> **Problem to solve**
Take the line that has "let e = ParseBandError::UnknownPercentage" in it and every line after it to the end of the entries, and reproduce them exactly.
[Material to process Boundary: Start]
use thiserror::Error;

use super::Dimension;

/// Errors produced when reading a band from text.
#[derive(Debug, Error, Clone, PartialEq, Eq)]
pub enum ParseBandError {
    #[error("Expected a {expected} band starting with '{}', found '{found}'", .expected.code())]
    WrongDimension { expected: Dimension, found: String },

    #[error("{0} band has no value after its code")]
    MissingValue(Dimension),

    #[error("Invalid {dimension} percentage: '{token}'")]
    InvalidPercentage { dimension: Dimension, token: String },

    #[error("{dimension} has no {percentage}% band")]
    UnknownPercentage { dimension: Dimension, percentage: u8 },
}

#[cfg(test)]
mod tests {
    use super::*;

    #[test]
    fn wrong_dimension_display() {
        let e = ParseBandError::WrongDimension {
            expected: Dimension::SkyBackground,
            found: "CC50".to_string(),
        };
        assert_eq!(
            e.to_string(),
            "Expected a SkyBackground band starting with 'SB', found 'CC50'"
        );
    }

    #[test]
    fn unknown_percentage_display() {
        let e = ParseBandError::UnknownPercentage {
            dimension: Dimension::ImageQuality,
            percentage: 50,
        };
        assert_eq!(e.to_string(), "ImageQuality has no 50% band");
    }

    #[test]
    fn missing_value_display() {
        let e = ParseBandError::MissingValue(Dimension::WaterVapor);
        assert_eq!(e.to_string(), "WaterVapor band has no value after its code");
    }
}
[Material to process Boundary: End]
> **Output**
        let e = ParseBandError::UnknownPercentage {
            dimension: Dimension::ImageQuality,
            percentage: 50,
        };
        assert_eq!(e.to_string(), "ImageQuality has no 50% band");
    }

    #[test]
    fn missing_value_display() {
        let e = ParseBandError::MissingValue(Dimension::WaterVapor);
        assert_eq!(e.to_string(), "WaterVapor band has no value after its code");
    }
}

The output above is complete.